*TASK TO COMPLETE*
Answer with one figure only, the number of lines below in which "removed" occurs.

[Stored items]
use crate::util::{from_rfc3339, to_rfc3339, unavailable};
use cw_core::StoreError;
use rusqlite::Connection;
use serde::{Deserialize, Serialize};

pub struct IdempotencyStore<'a> {
    pub conn: &'a Connection,
}

#[derive(Debug, Clone, PartialEq, Eq, Serialize, Deserialize)]
pub struct IdempotencyRecord {
    pub key: String,
    pub scope_hash: String,
    pub request_hash: String,
    pub response_status: i32,
    pub response_body: String,
    pub created_at: chrono::DateTime<chrono::Utc>,
    pub expires_at: chrono::DateTime<chrono::Utc>,
}

impl<'a> IdempotencyStore<'a> {
    pub fn new(conn: &'a Connection) -> Self {
        Self { conn }
    }

    pub fn get(
        &self,
        key: &str,
        scope_hash: &str,
    ) -> Result<Option<IdempotencyRecord>, StoreError> {
        let mut stmt = self
            .conn
            .prepare(
                "SELECT key, scope_hash, request_hash, response_status, response_body, \
                 created_at, expires_at FROM idempotency_keys WHERE key = ?1 AND scope_hash = ?2",
            )
            .map_err(unavailable)?;
        let mut rows = stmt.query([key, scope_hash]).map_err(unavailable)?;
        let Some(row) = rows.next().map_err(unavailable)? else {
            return Ok(None);
        };

        let created_at: String = row.get(5).map_err(unavailable)?;
        let expires_at: String = row.get(6).map_err(unavailable)?;
        Ok(Some(IdempotencyRecord {
            key: row.get(0).map_err(unavailable)?,
            scope_hash: row.get(1).map_err(unavailable)?,
            request_hash: row.get(2).map_err(unavailable)?,
            response_status: row.get(3).map_err(unavailable)?,
            response_body: row.get(4).map_err(unavailable)?,
            created_at: from_rfc3339(&created_at)?,
            expires_at: from_rfc3339(&expires_at)?,
        }))
    }

    pub fn insert(&self, record: IdempotencyRecord) -> Result<(), StoreError> {
        let sql = "INSERT OR IGNORE INTO idempotency_keys (key, scope_hash, request_hash, \
                   response_status, response_body, created_at, expires_at) \
                   VALUES (?1, ?2, ?3, ?4, ?5, ?6, ?7)";
        let params = (
            record.key,
            record.scope_hash,
            record.request_hash,
            record.response_status,
            record.response_body,
            to_rfc3339(&record.created_at),
            to_rfc3339(&record.expires_at),
        );
        self.conn.execute(sql, params).map_err(unavailable)?;
        Ok(())
    }

    pub fn cleanup(&self, now: chrono::DateTime<chrono::Utc>) -> Result<u64, StoreError> {
        let affected = self
            .conn
            .execute(
                "DELETE FROM idempotency_keys WHERE expires_at < ?1",
                [to_rfc3339(&now)],
            )
            .map_err(unavailable)?;
        Ok(affected as u64)
    }
}

#[cfg(test)]
mod tests {
    use super::*;
    use crate::schema::with_test_db;
    use chrono::{Duration, Utc};

    fn record(key: &str, expires_in: Duration) -> IdempotencyRecord {
        let now = Utc::now();
        IdempotencyRecord {
            key: key.to_string(),
            scope_hash: "scope".to_string(),
            request_hash: "req".to_string(),
            response_status: 200,
            response_body: "{}".to_string(),
            created_at: now,
            expires_at: now + expires_in,
        }
    }

    #[test]
    fn round_trips_records() {
        let conn = with_test_db().unwrap();
        let store = IdempotencyStore::new(&conn);
        let original = record("k1", Duration::hours(1));
        store.insert(original.clone()).unwrap();

        let loaded = store.get("k1", "scope").unwrap().unwrap();
        assert_eq!(loaded.request_hash, original.request_hash);
        assert_eq!(loaded.response_status, 200);
        assert!(store.get("k1", "other-scope").unwrap().is_none());
    }

    #[test]
    fn cleanup_removes_expired_keys_only() {
        let conn = with_test_db().unwrap();
        let store = IdempotencyStore::new(&conn);
        store.insert(record("stale", Duration::hours(-1))).unwrap();
        store.insert(record("fresh", Duration::hours(1))).unwrap();

        let removed = store.cleanup(Utc::now()).unwrap();
        assert_eq!(removed, 1);
        assert!(store.get("stale", "scope").unwrap().is_none());
        assert!(store.get("fresh", "scope").unwrap().is_some());
    }
}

*SOLUTION TO THE PROBLEM*
2